**Task statement:**
Copy exactly the lines from the first line of the records below through the line containing "in, and every", including both, and nothing else.

*** Opening of Data ***

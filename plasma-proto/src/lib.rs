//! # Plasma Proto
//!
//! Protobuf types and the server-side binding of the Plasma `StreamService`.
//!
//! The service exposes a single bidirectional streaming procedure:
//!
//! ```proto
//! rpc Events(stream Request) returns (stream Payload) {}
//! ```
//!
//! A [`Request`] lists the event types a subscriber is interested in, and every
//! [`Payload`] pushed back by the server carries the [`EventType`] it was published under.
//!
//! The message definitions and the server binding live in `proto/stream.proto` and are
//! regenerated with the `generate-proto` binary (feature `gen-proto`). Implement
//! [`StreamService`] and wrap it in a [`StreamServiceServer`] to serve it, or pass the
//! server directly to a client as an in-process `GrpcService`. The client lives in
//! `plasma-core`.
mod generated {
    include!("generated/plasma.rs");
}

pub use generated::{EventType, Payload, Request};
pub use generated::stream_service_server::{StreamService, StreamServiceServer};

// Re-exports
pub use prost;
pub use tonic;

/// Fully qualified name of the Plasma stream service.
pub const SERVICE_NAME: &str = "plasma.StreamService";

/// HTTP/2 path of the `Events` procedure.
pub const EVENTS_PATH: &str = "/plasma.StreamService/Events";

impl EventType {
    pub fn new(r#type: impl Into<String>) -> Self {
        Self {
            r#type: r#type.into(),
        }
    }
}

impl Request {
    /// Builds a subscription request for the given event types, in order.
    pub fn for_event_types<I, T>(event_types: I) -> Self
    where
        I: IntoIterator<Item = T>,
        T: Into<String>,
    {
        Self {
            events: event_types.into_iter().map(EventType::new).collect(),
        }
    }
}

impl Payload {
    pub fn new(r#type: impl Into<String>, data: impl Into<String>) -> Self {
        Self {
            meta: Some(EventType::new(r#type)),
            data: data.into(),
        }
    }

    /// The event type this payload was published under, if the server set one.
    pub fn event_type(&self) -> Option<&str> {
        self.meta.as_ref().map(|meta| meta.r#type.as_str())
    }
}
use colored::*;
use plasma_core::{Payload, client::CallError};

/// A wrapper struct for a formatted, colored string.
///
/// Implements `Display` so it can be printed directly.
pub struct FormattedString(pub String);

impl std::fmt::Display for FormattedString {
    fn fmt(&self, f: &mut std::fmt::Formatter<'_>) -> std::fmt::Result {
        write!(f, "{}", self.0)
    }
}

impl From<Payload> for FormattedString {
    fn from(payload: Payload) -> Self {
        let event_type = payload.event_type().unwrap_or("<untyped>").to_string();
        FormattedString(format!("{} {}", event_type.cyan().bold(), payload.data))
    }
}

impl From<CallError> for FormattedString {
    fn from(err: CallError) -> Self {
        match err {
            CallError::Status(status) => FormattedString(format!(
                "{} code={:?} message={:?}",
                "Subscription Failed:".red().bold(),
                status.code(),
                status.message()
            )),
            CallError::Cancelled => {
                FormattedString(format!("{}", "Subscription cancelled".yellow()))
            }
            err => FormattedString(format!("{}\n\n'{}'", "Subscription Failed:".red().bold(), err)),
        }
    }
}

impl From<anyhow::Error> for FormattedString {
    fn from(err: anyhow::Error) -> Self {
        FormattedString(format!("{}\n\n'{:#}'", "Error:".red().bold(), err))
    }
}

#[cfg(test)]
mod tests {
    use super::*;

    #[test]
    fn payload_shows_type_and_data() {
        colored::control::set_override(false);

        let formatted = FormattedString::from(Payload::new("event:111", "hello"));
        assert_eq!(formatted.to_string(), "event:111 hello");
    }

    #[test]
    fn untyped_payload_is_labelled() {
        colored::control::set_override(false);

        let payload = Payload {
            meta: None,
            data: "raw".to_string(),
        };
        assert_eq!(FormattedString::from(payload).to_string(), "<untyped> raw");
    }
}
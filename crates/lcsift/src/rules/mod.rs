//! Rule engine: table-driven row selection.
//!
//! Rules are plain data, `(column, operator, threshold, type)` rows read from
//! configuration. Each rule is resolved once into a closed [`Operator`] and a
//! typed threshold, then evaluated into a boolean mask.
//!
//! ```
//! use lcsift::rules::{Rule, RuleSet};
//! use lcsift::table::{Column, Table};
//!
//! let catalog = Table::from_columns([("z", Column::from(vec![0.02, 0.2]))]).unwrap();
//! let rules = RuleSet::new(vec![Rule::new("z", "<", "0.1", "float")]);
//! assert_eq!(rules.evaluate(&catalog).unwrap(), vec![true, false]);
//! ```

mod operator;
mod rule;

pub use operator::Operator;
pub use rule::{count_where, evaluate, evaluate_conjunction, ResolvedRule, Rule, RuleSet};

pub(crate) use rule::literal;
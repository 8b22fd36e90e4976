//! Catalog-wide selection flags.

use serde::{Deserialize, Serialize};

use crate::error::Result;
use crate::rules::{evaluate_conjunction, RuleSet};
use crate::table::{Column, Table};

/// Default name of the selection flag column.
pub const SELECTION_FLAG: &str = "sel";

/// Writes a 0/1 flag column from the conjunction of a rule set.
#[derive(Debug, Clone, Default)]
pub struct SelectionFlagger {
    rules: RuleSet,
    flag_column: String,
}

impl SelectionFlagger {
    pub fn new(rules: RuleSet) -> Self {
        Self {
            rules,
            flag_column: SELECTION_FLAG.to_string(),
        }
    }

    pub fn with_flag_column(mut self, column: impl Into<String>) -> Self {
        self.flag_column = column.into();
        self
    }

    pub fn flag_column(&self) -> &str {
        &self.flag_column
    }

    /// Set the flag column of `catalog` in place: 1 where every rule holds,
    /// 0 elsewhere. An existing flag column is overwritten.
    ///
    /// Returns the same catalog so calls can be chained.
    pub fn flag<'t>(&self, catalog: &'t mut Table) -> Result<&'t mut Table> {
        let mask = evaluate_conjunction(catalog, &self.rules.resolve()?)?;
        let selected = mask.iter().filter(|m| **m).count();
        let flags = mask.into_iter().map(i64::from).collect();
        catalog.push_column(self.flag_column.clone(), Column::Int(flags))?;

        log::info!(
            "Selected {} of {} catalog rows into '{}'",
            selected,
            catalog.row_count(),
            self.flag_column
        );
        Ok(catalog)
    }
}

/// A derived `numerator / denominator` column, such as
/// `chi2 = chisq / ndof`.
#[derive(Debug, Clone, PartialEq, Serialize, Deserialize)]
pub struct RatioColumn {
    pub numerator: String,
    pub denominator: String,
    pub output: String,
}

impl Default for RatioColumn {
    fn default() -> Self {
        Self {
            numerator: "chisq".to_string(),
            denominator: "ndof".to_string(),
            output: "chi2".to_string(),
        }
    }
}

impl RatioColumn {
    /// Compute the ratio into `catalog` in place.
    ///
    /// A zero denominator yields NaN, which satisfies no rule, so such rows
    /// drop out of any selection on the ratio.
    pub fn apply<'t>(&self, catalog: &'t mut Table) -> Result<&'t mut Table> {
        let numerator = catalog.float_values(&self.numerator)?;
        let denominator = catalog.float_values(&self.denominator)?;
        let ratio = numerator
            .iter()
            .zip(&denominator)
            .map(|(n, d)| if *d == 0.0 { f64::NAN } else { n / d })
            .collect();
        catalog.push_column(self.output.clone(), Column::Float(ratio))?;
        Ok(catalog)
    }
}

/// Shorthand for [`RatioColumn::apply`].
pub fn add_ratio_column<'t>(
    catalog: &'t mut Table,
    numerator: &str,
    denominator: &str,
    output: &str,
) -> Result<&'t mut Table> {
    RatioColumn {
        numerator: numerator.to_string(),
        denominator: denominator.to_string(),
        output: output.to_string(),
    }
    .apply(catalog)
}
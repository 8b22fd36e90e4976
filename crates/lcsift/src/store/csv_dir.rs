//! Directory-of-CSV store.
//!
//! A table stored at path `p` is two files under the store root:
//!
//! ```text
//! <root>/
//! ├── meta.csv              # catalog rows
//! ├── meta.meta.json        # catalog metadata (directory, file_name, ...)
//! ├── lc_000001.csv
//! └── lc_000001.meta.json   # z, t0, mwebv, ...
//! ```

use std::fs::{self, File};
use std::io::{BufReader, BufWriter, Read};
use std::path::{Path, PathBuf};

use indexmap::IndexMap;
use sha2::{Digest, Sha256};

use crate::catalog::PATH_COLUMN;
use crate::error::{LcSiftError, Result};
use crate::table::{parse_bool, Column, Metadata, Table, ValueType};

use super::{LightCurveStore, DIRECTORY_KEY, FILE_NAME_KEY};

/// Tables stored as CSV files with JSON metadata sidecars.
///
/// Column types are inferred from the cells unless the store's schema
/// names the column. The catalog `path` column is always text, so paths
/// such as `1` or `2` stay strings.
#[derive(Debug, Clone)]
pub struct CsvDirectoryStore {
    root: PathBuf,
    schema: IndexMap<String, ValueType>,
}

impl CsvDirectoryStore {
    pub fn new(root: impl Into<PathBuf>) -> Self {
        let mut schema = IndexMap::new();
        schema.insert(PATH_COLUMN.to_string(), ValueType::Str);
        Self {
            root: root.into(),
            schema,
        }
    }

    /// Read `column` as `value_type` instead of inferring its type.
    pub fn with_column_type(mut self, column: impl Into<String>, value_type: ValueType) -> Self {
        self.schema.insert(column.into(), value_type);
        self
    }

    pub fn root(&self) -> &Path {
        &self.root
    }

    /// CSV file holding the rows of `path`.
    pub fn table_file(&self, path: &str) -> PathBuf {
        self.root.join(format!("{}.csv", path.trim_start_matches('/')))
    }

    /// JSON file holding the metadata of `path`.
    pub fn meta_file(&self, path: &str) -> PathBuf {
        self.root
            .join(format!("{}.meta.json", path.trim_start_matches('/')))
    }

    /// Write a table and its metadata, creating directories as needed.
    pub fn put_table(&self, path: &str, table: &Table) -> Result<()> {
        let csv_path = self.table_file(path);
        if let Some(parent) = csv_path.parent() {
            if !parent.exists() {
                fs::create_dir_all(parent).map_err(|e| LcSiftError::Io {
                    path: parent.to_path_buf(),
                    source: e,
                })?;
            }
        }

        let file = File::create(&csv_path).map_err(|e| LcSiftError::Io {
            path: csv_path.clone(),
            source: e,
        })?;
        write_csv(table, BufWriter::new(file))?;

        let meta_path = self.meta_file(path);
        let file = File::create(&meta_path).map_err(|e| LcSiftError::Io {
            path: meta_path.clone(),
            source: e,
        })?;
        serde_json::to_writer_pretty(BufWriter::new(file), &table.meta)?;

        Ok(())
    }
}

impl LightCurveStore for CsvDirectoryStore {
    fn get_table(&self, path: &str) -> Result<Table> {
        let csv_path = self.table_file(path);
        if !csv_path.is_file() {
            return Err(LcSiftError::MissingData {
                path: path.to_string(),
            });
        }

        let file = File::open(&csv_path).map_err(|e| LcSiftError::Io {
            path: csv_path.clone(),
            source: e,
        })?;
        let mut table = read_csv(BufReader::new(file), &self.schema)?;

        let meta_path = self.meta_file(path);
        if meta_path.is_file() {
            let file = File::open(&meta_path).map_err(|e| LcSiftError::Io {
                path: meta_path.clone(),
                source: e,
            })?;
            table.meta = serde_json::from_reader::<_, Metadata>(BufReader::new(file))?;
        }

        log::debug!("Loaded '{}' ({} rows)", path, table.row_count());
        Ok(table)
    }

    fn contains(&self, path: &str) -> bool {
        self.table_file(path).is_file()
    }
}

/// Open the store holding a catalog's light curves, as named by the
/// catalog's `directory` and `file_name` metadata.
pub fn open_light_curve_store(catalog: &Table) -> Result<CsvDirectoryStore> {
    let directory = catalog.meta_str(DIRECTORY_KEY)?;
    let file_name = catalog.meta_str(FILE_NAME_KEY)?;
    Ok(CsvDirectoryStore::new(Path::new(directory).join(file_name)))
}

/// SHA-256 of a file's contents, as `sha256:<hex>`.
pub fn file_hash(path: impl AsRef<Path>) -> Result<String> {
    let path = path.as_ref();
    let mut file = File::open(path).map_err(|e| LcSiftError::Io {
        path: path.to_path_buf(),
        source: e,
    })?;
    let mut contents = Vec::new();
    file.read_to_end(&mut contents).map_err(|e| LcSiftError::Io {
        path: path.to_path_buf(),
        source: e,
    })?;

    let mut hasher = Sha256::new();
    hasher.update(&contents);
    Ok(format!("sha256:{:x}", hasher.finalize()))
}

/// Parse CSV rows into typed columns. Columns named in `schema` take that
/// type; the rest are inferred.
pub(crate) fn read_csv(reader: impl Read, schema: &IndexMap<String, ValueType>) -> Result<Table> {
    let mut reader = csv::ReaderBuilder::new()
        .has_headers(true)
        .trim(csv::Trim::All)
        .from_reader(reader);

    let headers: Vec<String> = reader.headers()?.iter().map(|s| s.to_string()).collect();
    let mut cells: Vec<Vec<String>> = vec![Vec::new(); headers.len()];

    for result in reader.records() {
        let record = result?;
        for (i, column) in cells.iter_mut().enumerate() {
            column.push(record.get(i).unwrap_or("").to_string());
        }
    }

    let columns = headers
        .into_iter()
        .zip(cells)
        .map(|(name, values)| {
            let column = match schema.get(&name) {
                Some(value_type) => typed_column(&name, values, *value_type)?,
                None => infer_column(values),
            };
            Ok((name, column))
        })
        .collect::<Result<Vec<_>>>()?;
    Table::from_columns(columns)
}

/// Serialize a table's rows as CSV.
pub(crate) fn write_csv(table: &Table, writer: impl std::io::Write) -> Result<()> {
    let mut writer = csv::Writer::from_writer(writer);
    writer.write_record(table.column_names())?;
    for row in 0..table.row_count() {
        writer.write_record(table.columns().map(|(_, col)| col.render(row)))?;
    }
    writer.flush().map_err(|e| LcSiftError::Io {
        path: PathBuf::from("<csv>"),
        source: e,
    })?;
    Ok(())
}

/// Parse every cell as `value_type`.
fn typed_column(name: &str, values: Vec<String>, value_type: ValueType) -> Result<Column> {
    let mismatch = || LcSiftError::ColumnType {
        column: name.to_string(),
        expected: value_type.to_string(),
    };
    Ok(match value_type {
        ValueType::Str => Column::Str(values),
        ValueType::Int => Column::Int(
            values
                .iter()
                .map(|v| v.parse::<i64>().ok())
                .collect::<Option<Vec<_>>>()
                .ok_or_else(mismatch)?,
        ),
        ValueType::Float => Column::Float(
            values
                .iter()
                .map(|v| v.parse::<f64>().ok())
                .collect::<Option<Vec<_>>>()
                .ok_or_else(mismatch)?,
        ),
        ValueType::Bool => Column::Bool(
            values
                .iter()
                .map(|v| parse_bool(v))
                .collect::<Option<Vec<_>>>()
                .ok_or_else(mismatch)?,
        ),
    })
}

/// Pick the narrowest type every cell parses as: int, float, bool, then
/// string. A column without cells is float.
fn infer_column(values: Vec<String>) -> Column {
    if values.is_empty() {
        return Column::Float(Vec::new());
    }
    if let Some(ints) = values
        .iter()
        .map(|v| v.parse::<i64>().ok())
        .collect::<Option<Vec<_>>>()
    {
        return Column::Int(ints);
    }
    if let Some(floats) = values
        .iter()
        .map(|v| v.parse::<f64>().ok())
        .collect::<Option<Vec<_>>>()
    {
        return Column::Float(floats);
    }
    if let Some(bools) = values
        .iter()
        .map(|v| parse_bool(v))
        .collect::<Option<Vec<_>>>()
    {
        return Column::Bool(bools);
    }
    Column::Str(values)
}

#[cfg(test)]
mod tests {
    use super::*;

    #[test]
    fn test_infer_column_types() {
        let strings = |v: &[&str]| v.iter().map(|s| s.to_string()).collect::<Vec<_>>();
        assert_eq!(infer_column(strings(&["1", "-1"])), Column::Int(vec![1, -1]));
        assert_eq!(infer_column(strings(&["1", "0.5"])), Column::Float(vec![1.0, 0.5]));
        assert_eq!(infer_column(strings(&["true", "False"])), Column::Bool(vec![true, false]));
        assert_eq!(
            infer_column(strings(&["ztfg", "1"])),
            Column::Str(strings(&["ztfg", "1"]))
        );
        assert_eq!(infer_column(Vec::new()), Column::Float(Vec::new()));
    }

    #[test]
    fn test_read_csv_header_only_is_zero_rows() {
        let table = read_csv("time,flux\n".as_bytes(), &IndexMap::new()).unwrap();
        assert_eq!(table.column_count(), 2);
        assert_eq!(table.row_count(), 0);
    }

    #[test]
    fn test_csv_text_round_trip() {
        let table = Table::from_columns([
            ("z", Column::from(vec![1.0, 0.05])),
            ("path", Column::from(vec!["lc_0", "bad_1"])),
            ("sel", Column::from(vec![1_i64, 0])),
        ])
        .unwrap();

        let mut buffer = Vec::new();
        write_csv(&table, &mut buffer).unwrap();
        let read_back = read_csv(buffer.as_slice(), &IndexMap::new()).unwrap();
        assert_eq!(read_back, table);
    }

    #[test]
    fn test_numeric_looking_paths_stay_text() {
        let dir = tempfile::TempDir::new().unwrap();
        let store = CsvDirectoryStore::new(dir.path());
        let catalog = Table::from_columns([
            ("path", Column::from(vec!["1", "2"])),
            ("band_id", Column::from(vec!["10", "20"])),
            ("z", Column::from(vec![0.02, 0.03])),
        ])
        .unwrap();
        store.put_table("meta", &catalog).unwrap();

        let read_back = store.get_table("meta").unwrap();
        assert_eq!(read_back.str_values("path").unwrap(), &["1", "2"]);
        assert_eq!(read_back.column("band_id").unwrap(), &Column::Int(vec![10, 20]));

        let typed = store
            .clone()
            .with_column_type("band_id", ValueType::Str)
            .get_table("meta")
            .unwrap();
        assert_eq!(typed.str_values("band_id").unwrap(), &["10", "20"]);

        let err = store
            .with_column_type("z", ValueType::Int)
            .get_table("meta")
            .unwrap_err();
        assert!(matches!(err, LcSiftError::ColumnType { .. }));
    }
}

*** Close of Data ***

**Output below:**
filename plasma-proto/src/lib.rs
//! # Plasma Proto
//!
//! Protobuf types and the server-side binding of the Plasma `StreamService`.
//!
//! The service exposes a single bidirectional streaming procedure:
//!
//! ```proto
//! rpc Events(stream Request) returns (stream Payload) {}
//! ```
//!
//! A [`Request`] lists the event types a subscriber is interested in, and every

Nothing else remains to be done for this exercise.